Stored data:
———
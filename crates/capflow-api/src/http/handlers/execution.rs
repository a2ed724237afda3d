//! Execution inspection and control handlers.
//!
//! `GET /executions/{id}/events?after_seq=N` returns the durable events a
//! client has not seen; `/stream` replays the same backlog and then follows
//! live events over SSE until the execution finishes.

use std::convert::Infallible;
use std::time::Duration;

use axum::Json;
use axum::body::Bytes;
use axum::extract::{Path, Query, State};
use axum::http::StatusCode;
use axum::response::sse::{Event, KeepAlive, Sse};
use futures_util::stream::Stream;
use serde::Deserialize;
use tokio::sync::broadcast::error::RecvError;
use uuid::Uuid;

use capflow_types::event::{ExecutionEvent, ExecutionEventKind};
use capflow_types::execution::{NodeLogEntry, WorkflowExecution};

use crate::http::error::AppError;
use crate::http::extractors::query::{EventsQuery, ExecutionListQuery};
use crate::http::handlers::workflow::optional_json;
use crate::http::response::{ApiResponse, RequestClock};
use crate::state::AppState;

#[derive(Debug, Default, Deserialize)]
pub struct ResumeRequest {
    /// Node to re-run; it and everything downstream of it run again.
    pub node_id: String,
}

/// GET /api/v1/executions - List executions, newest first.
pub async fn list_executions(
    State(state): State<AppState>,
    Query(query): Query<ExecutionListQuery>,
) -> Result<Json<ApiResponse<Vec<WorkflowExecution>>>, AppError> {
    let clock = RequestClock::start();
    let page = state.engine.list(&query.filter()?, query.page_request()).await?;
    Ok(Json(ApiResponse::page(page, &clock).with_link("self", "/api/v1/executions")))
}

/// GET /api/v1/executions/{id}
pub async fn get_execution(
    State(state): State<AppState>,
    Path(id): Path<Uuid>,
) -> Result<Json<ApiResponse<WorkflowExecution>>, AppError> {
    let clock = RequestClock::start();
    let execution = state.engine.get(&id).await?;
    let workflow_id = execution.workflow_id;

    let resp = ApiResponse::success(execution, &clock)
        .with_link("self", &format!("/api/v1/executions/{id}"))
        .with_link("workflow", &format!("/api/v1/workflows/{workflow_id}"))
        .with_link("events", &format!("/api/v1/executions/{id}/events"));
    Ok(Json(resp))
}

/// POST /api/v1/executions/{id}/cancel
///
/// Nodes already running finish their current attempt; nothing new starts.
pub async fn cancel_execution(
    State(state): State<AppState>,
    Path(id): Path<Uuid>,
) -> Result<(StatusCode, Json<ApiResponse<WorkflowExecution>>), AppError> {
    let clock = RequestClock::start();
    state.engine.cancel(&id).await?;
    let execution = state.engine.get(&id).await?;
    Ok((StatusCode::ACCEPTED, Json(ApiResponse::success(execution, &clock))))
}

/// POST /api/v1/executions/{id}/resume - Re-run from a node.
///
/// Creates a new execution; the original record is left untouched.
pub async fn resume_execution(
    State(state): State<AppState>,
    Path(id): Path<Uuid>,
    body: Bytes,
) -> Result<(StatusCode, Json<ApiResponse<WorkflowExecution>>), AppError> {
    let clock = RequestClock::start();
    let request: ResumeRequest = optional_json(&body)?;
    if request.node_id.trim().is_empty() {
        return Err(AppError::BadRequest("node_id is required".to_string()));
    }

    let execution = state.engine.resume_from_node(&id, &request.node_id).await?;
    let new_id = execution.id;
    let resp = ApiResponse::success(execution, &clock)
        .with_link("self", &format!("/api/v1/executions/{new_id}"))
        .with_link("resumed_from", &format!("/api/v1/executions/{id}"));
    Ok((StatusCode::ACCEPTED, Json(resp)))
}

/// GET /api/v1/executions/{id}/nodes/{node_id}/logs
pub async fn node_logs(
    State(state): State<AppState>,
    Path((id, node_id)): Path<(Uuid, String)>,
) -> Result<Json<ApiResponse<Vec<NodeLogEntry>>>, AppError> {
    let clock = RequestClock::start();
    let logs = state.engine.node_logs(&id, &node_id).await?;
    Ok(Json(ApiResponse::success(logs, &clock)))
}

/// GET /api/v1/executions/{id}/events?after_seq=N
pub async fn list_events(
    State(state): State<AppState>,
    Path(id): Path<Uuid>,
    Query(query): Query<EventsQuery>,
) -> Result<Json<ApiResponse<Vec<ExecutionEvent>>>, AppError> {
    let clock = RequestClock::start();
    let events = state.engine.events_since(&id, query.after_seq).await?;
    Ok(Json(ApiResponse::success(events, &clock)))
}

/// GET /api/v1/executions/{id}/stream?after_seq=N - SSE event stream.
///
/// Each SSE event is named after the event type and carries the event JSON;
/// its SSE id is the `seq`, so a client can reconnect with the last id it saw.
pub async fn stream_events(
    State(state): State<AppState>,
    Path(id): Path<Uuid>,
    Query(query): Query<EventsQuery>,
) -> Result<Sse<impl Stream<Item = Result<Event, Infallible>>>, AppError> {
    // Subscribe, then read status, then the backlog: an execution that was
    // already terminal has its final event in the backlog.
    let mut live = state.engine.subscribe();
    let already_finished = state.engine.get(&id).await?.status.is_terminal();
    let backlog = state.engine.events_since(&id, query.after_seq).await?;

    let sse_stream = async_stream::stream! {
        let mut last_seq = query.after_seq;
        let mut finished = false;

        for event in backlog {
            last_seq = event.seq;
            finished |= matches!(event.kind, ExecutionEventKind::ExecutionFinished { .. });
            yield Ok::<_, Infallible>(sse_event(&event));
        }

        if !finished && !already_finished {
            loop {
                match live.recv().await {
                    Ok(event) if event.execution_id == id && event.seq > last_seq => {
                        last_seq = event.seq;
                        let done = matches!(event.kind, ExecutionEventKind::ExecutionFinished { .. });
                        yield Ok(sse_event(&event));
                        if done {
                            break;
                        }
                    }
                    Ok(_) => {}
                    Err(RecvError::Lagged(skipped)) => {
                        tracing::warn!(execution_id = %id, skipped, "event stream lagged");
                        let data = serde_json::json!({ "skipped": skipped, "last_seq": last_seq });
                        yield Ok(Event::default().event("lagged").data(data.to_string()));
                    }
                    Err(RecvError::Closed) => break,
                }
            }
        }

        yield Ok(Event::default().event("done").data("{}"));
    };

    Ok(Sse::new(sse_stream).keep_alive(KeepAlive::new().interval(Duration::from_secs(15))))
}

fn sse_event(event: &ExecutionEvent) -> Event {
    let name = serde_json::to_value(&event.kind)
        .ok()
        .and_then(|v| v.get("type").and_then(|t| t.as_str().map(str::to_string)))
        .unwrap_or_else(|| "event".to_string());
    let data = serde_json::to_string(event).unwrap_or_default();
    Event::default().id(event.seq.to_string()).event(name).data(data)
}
———
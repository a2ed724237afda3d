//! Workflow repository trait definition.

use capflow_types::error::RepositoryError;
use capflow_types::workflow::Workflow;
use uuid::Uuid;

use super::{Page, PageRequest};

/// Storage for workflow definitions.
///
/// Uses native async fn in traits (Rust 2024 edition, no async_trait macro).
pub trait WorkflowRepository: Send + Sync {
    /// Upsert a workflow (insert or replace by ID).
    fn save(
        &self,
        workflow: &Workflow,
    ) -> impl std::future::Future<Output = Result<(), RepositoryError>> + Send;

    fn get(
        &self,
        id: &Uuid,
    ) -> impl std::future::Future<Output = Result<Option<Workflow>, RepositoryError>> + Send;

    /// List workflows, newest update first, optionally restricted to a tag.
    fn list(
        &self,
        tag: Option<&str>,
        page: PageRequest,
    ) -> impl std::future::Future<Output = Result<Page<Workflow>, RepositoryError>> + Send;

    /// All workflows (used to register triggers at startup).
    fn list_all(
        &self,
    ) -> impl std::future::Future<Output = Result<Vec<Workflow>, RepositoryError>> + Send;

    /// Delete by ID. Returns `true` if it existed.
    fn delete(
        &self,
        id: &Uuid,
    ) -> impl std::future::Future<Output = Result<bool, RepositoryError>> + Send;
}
———
■ **TASK DESCRIPTION**: Each line above that contains the word "Infallible" should be counted, and only the total given.

■ **OUTPUT FOR THIS TASK**: 3